Todo trocaram olhares hesitantes, como se esperasse que alguém mais corajoso tomasse a frente para responder a pergunta.

— Você estava distraído, e estranho, parecia meio fora da realidade… — Claire sussurrou.

— E por que isso significaria que eu estou morrendo? Quem tirou essa conclusão maluca?

Então, quase em sincronia, todos apontaram para Alex.

Tecnicamente, todos nós estamos morrendo.

— Ah, pelo amor de Deus! — Jay exclamou, arrancando o pano de prato do ombro e jogando sobre a mesa.

Como é que é? — Claire franziu a testa, olhando incrédula para a filha. — Alex, você nos fez acreditar que o papai estava à beira da morte.

— Eu só apresentei fatos. — Alex deu de ombros. — Você surtaram por conta própria.

A sala se encheu novamente de gritos e protestos, todos agora direcionados a Alex, que parecia absolutamente imune.

— Eu tenho um encontro hoje! — Jay anunciou de repente, sua voz cortando a confusão.

Todos se calaram novamente, os olhos arregalados e sem acreditar que acabaram de ouvir.

— Eu estou distraído, porque eu tenho um encontro hoje. — Jay repetiu lentamente, articulando cada palavra como se estivesse falando com um bando de idiotas.

No fundo ele acredita que, sim, ele estava.

— Você tem o quê? — Claire foi a primeira a quebrar o silêncio, olhando para o pai sem acreditar.

— Não pode ser! — Cam e Mitchell sussurraram freneticamente um para o outro.

Eca, que nojo! — Luke murmurou, largando a perna do avô e voltando para o seu lugar na mesa, parecendo genuinamente enojado.

Você tem um encontro? — Haley apontou para o avô, franzindo a testa.

— Por que parece que vocês estão mais chocados com isso do que com a minha suposta morte?

— Na sua idade, a morte sempre parece mais provável. — Alex comentou, indiferente.

— Com quem? — Claire ignorou a filha, fixando um olhar acusador no pai.

— Sim, quem é ela? — Cam arqueou as sobrancelhas, levando a mão ao peito. — Ou será que é ele?

— O quê?! Ele?! — Phil engasgou com o próprio ar. — Você não faria isso comigo, faria, Jay?

— Pelo amor de Deus, cala a boca, Phil! — Jay exclamou, largando o garfo na mesa. — Sim, é uma mulher!

— Mas quem? — Claire insistiu.

— Não é da conta de nenhum de vocês!

— A gente precisa saber, pai! — Mitchell gesticulou freneticamente.

— Sim. — Cam concordou, inclinando-se para frente. — Onde você a conheceu?

— Isso é um golpe, só pode ser. — Haley comentou, analisando as unhas. — Ela deve estar querendo o seu dinheiro.

— Ah, obrigado, pessoal, muito legal da parte de vocês acreditar que uma mulher só se interessaria por mim por causa do meu dinheiro.

Pai! — Claire interrompeu. — Por favor, só nós diz quem é.

Jay olhou ao redor, os olhos saltando de um rosto ansioso para outro.
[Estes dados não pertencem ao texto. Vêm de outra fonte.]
fn linked(
    package: &Package,
    dep: i64,
    ext: i64,
    table: impl Fn(&crate::package::PackageDependency) -> &[DefnKey],
) -> Result<DefnKey, VmError> {
    let dependency = package
        .dependencies
        .get(dep as usize)
        .ok_or(VmError::Assertion("dependency out of range"))?;
    table(dependency)
        .get(ext as usize)
        .copied()
        .ok_or(VmError::Assertion("extern reference out of range"))
}
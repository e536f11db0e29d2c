//! Chunked, precise, moving heap.
//!
//! The heap is decoupled from any specific VM. Consumers provide:
//! - A [`TraceFn`] to enumerate the reference slots of a block.
//! - A [`SizeFn`] to compute a block's total size.
//! - A [`RootProvider`] to supply live root slots at collection time.
//!
//! New blocks are bump-allocated in the new space; minor collections promote
//! survivors to the old space, which is mark-compacted by full collections.
//! Blocks move: every reference not registered as a root is invalid after an
//! allocation.

mod chunk;
mod gc;
mod heap;
mod remembered;
pub mod system;

pub use chunk::{AllocationRange, Chunk, SpaceId, CHUNK_SIZE, MAX_BLOCK_SIZE};
pub use heap::{Heap, HeapError, RootProvider, SizeFn, TraceFn};
pub use remembered::RememberedSet;
pub use system::OS_PAGE_SIZE;
use std::ptr::NonNull;

use object::align_word;

use crate::chunk::{Chunk, Executable, SpaceId, MAX_BLOCK_SIZE};
use crate::remembered::RememberedSet;

/// Calls `visitor` for every slot of `block` currently holding a block
/// pointer. The visitor may rewrite the slot in place.
///
/// # Safety
///
/// `block` must point to a valid, live heap block.
pub type TraceFn = unsafe fn(block: *mut u8, visitor: &mut dyn FnMut(&mut u64));

/// Returns the total byte size of the block, header included.
///
/// # Safety
///
/// `block` must point to a valid heap block.
pub type SizeFn = unsafe fn(block: *const u8) -> usize;

/// Consumers implement this to provide GC roots.
///
/// Called at safepoints to discover live roots from VM state (handle scopes,
/// globals, interpreter stacks). The visitor receives `&mut u64` so the
/// collector can update root slots in place when blocks relocate. Only slots
/// currently holding block pointers should be passed.
pub trait RootProvider {
    fn visit_roots(&mut self, visitor: &mut dyn FnMut(&mut u64));
}

#[derive(Debug, Clone, Copy, PartialEq, Eq)]
pub enum HeapError {
    /// A single allocation larger than a chunk can hold.
    BlockTooLarge(usize),
    /// The heap could not be grown and collection freed too little.
    OutOfMemory,
}

impl std::fmt::Display for HeapError {
    fn fmt(&self, f: &mut std::fmt::Formatter<'_>) -> std::fmt::Result {
        match self {
            HeapError::BlockTooLarge(size) => write!(f, "block of {size} bytes exceeds chunk capacity"),
            HeapError::OutOfMemory => write!(f, "heap exhausted"),
        }
    }
}

impl std::error::Error for HeapError {}

/// New-space chunk budget before a minor collection is preferred over
/// further expansion.
const NEW_SPACE_CHUNK_BUDGET: usize = 4;

/// Hard cap on mapped chunks across both spaces.
const MAX_CHUNKS: usize = 256;

pub(crate) struct Space {
    id: SpaceId,
    pub(crate) chunks: Vec<NonNull<Chunk>>,
    active: usize,
}

impl Space {
    fn new(id: SpaceId) -> Space {
        Space { id, chunks: Vec::new(), active: 0 }
    }

    pub(crate) fn allocate(&mut self, size: usize) -> Option<usize> {
        while self.active < self.chunks.len() {
            // SAFETY: chunk pointers stay valid for the life of the space.
            let chunk = unsafe { self.chunks[self.active].as_mut() };
            let addr = chunk.range_mut().allocate(size);
            if addr != 0 {
                return Some(addr);
            }
            self.active += 1;
        }
        None
    }

    fn add_chunk(&mut self) -> bool {
        match Chunk::create(self.id, Executable::No) {
            Some(chunk) => {
                self.chunks.push(chunk);
                true
            }
            None => false,
        }
    }

    /// Make every chunk empty again (new space after a scavenge).
    pub(crate) fn reset(&mut self) {
        for chunk in &mut self.chunks {
            // SAFETY: chunk pointers stay valid for the life of the space.
            unsafe { chunk.as_mut().reset() };
        }
        self.active = 0;
    }

    pub(crate) fn rewind(&mut self) {
        self.active = 0;
    }
}

/// The managed heap: a new space and an old space, each a list of chunks.
///
/// Allocation bumps through the new space. When it fails, the heap requests
/// a new range, then collects, then expands; allocation sites therefore must
/// be restartable — after `allocate` returns, every block reference not
/// registered as a root (handle, stack slot covered by a pointer map, or
/// visited global) may have been relocated.
pub struct Heap {
    pub(crate) new_space: Space,
    pub(crate) old_space: Space,
    pub(crate) trace_fn: TraceFn,
    pub(crate) size_fn: SizeFn,
    pub(crate) remembered: RememberedSet,
    stamp_counter: u64,
    pub(crate) minor_collections: u64,
    pub(crate) full_collections: u64,
    /// Old-space chunk count right after the last full collection; growth
    /// past it schedules the next one.
    pub(crate) old_chunk_watermark: usize,
}

impl Heap {
    pub fn new(trace_fn: TraceFn, size_fn: SizeFn) -> Heap {
        let mut heap = Heap {
            new_space: Space::new(SpaceId::New),
            old_space: Space::new(SpaceId::Old),
            trace_fn,
            size_fn,
            remembered: RememberedSet::new(),
            stamp_counter: 0,
            minor_collections: 0,
            full_collections: 0,
            old_chunk_watermark: 1,
        };
        heap.new_space.add_chunk();
        heap.old_space.add_chunk();
        heap
    }

    /// Identity stamps are odd so the gc word always distinguishes a stamp
    /// (low bit 1) from a forwarding address (word-aligned, low bit 0).
    pub fn next_stamp(&mut self) -> u64 {
        self.stamp_counter += 1;
        (self.stamp_counter << 1) | 1
    }

    pub fn minor_collections(&self) -> u64 {
        self.minor_collections
    }

    pub fn full_collections(&self) -> u64 {
        self.full_collections
    }

    fn chunk_count(&self) -> usize {
        self.new_space.chunks.len() + self.old_space.chunks.len()
    }

    /// Allocate `size` bytes in the new space, zero-filled. Collects and
    /// expands as needed.
    pub fn allocate(
        &mut self,
        size: usize,
        roots: &mut dyn RootProvider,
    ) -> Result<*mut u8, HeapError> {
        let size = align_word(size);
        if size > MAX_BLOCK_SIZE {
            return Err(HeapError::BlockTooLarge(size));
        }

        if let Some(addr) = self.new_space.allocate(size) {
            return Ok(zeroed(addr, size));
        }

        while self.new_space.chunks.len() < NEW_SPACE_CHUNK_BUDGET
            && self.chunk_count() < MAX_CHUNKS
        {
            if !self.new_space.add_chunk() {
                break;
            }
            if let Some(addr) = self.new_space.allocate(size) {
                return Ok(zeroed(addr, size));
            }
        }

        // Promotion grows the old space; once it has gained a few chunks
        // since the last compaction, collect fully instead of scavenging.
        if self.old_space.chunks.len() > self.old_chunk_watermark + 4 {
            self.collect_full(roots)?;
        } else {
            self.collect_minor(roots)?;
        }
        if let Some(addr) = self.new_space.allocate(size) {
            return Ok(zeroed(addr, size));
        }

        self.collect_full(roots)?;
        if let Some(addr) = self.new_space.allocate(size) {
            return Ok(zeroed(addr, size));
        }

        while self.chunk_count() < MAX_CHUNKS {
            if !self.new_space.add_chunk() {
                break;
            }
            if let Some(addr) = self.new_space.allocate(size) {
                return Ok(zeroed(addr, size));
            }
        }

        Err(HeapError::OutOfMemory)
    }

    /// Allocate without ever collecting. Used for exception blocks raised at
    /// program counters that have no pointer map, where the stack cannot be
    /// scanned.
    pub fn allocate_uncollected(&mut self, size: usize) -> Result<*mut u8, HeapError> {
        let size = align_word(size);
        if size > MAX_BLOCK_SIZE {
            return Err(HeapError::BlockTooLarge(size));
        }
        if let Some(addr) = self.new_space.allocate(size) {
            return Ok(zeroed(addr, size));
        }
        if self.chunk_count() < MAX_CHUNKS && self.new_space.add_chunk() {
            if let Some(addr) = self.new_space.allocate(size) {
                return Ok(zeroed(addr, size));
            }
        }
        Err(HeapError::OutOfMemory)
    }

    /// Allocation used by the collector itself when promoting survivors.
    pub(crate) fn promote_allocate(&mut self, size: usize) -> Option<usize> {
        if let Some(addr) = self.old_space.allocate(size) {
            return Some(addr);
        }
        if self.chunk_count() < MAX_CHUNKS && self.old_space.add_chunk() {
            return self.old_space.allocate(size);
        }
        None
    }

    // ── Space queries ──────────────────────────────────────────────

    /// True if `addr` is a block address inside the new space. Must only be
    /// called with addresses of live heap blocks.
    #[inline(always)]
    pub(crate) fn in_new_space(&self, addr: usize) -> bool {
        // SAFETY: block addresses always lie inside one of our chunks, and
        // chunks are aligned to their size.
        unsafe { (*Chunk::from_address(addr)).space() == SpaceId::New }
    }

    /// Write barrier: record `slot` when it lives in old space and now holds
    /// a new-space pointer.
    #[inline]
    pub fn record_write(&mut self, slot: *mut u64, value: u64) {
        let value = object::Tagged::from_raw(value);
        if !value.is_block() {
            return;
        }
        let slot_addr = slot as usize;
        // SAFETY: field slots live inside heap blocks, hence inside chunks.
        let slot_in_old = unsafe { (*Chunk::from_address(slot_addr)).space() == SpaceId::Old };
        if slot_in_old && self.in_new_space(value.raw() as usize) {
            self.remembered.add(slot_addr);
        }
    }

    pub fn contains(&self, addr: usize) -> bool {
        let chunk = Chunk::from_address(addr);
        self.new_space
            .chunks
            .iter()
            .chain(self.old_space.chunks.iter())
            .any(|c| c.as_ptr() == chunk)
    }
}

fn zeroed(addr: usize, size: usize) -> *mut u8 {
    let ptr = addr as *mut u8;
    // SAFETY: `addr` was just handed out by an allocation range.
    unsafe { core::ptr::write_bytes(ptr, 0, size) };
    ptr
}

impl Drop for Heap {
    fn drop(&mut self) {
        for chunk in self.new_space.chunks.drain(..).chain(self.old_space.chunks.drain(..)) {
            // SAFETY: chunks are exclusively owned by the heap.
            unsafe { Chunk::destroy(chunk) };
        }
    }
}
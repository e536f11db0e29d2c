//! Table invariants against a reference model: after any sequence of
//! inserts and removes, membership and length agree with a std map, probing
//! terminates, and growth preserves every pair.

mod common;

use std::collections::HashMap;

use proptest::prelude::*;
use vm::{VmOptions, VM};

#[derive(Debug, Clone)]
enum Op {
    Insert(u8, i64),
    Remove(u8),
    Query(u8),
}

fn op_strategy() -> impl Strategy<Value = Op> {
    prop_oneof![
        (any::<u8>(), -1000i64..1000).prop_map(|(k, v)| Op::Insert(k, v)),
        any::<u8>().prop_map(Op::Remove),
        any::<u8>().prop_map(Op::Query),
    ]
}

proptest! {
    #![proptest_config(ProptestConfig::with_cases(64))]

    #[test]
    fn table_matches_reference_model(ops in proptest::collection::vec(op_strategy(), 0..400)) {
        let mut vm = VM::new(VmOptions::default());
        let table = vm.new_table().expect("table");
        let mut model: HashMap<String, i64> = HashMap::new();

        for op in ops {
            match op {
                Op::Insert(k, v) => {
                    let key_text = format!("key-{k}");
                    let key = vm.new_string(&key_text).expect("string");
                    let added = vm.table_insert(&table, &key, v).expect("insert");
                    let model_added = model.insert(key_text, v).is_none();
                    prop_assert_eq!(added, model_added);
                }
                Op::Remove(k) => {
                    let key_text = format!("key-{k}");
                    let removed = vm.table_remove(&table, &key_text);
                    prop_assert_eq!(removed, model.remove(&key_text));
                }
                Op::Query(k) => {
                    let key_text = format!("key-{k}");
                    prop_assert_eq!(
                        vm.table_contains(&table, &key_text),
                        model.contains_key(&key_text)
                    );
                    prop_assert_eq!(vm.table_get(&table, &key_text), model.get(&key_text).copied());
                }
            }
            prop_assert_eq!(vm.table_len(&table), model.len() as i64);
        }

        // Everything still present after a full collection.
        vm.collect_garbage().expect("gc");
        for (key, value) in &model {
            prop_assert_eq!(vm.table_get(&table, key), Some(*value));
        }
    }
}
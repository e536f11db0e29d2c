use std::fmt;
use std::sync::Arc;

/// An ordered sequence of string components naming a definition or package.
///
/// Two names are equal iff their component sequences are equal. Names come
/// in two forms with the same representation: the *source* form is what the
/// programmer wrote and resolves only public symbols; the *defn* form is the
/// canonical (possibly mangled) name the compiler assigned and resolves
/// every symbol of a package.
#[derive(Clone, PartialEq, Eq, Hash)]
pub struct Name {
    components: Arc<[Arc<str>]>,
}

impl Name {
    pub fn new(components: Vec<Arc<str>>) -> Name {
        Name { components: components.into() }
    }

    pub fn from_components<'a>(components: impl IntoIterator<Item = &'a str>) -> Name {
        Name {
            components: components.into_iter().map(Arc::from).collect(),
        }
    }

    /// Parse a dotted source string, e.g. `"foo.bar.Baz"`. Components must
    /// be non-empty and contain no dots.
    pub fn from_source_string(text: &str) -> Option<Name> {
        if text.is_empty() {
            return None;
        }
        let components: Vec<Arc<str>> = text.split('.').map(Arc::from).collect();
        if components.iter().any(|c| c.is_empty()) {
            return None;
        }
        Some(Name { components: components.into() })
    }

    /// Parse a defn string. Defn names are dot-separated like source names
    /// but may contain mangling characters within components.
    pub fn from_defn_string(text: &str) -> Option<Name> {
        Self::from_source_string(text)
    }

    pub fn components(&self) -> &[Arc<str>] {
        &self.components
    }

    pub fn last(&self) -> &str {
        self.components.last().map(|c| c.as_ref()).unwrap_or("")
    }

    pub fn is_empty(&self) -> bool {
        self.components.is_empty()
    }
}

impl fmt::Display for Name {
    fn fmt(&self, f: &mut fmt::Formatter<'_>) -> fmt::Result {
        for (i, component) in self.components.iter().enumerate() {
            if i > 0 {
                f.write_str(".")?;
            }
            f.write_str(component)?;
        }
        Ok(())
    }
}

impl fmt::Debug for Name {
    fn fmt(&self, f: &mut fmt::Formatter<'_>) -> fmt::Result {
        write!(f, "Name({self})")
    }
}

#[cfg(test)]
mod tests {
    use super::*;

    #[test]
    fn equality_is_component_equality() {
        let a = Name::from_source_string("foo.bar").unwrap();
        let b = Name::from_components(["foo", "bar"]);
        let c = Name::from_source_string("foo.baz").unwrap();
        assert_eq!(a, b);
        assert_ne!(a, c);
    }

    #[test]
    fn rejects_empty_components() {
        assert!(Name::from_source_string("").is_none());
        assert!(Name::from_source_string("foo..bar").is_none());
        assert!(Name::from_source_string(".foo").is_none());
    }

    #[test]
    fn displays_dotted() {
        let name = Name::from_source_string("a.b.c").unwrap();
        assert_eq!(name.to_string(), "a.b.c");
        assert_eq!(name.last(), "c");
    }
}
Finalmente, ele soltou um suspiro de resignação.

— O nome dela é Heather. Nos conhecemos em uma lanchonete, trocamos algumas palavras, eu flertei um pouco, a convidei para dar uma volta no dia seguinte, trocamos números e agora nós temos um encontro. É isso.

O silêncio que se seguiu foi tão absoluto que Jay se perguntou por que não usava essa tática mais vezes.

— Eu não sei o que me assusta mais… — Mitchell começou. — O fato dele ter flertado em uma lanchonete, ou ela ter aceitado sair com ele.

— Bem, eu acho fofo. — Cam sorriu.

— E nós vamos conhecer ela? — Claire insistiu novamente, morrendo de curiosidade.

— Não! Vocês são malucos, eu não quero que ela pense mal de mim. — Jay exclamou, levantando-se rapidamente e pegando seu prato. — Agora, se me dão licença, eu vou comer na sala antes que alguém me declare morto de novo.

Ele se virou e caminhou apressadamente para fora da sala de jantar.

E você me deve U$ 1.500 dólares por aquele planador, Phil! — Jay gritou de longe, antes de desaparecer pela porta.

A sala continuou silenciosamente perplexa durante alguns longos minutos depois disso.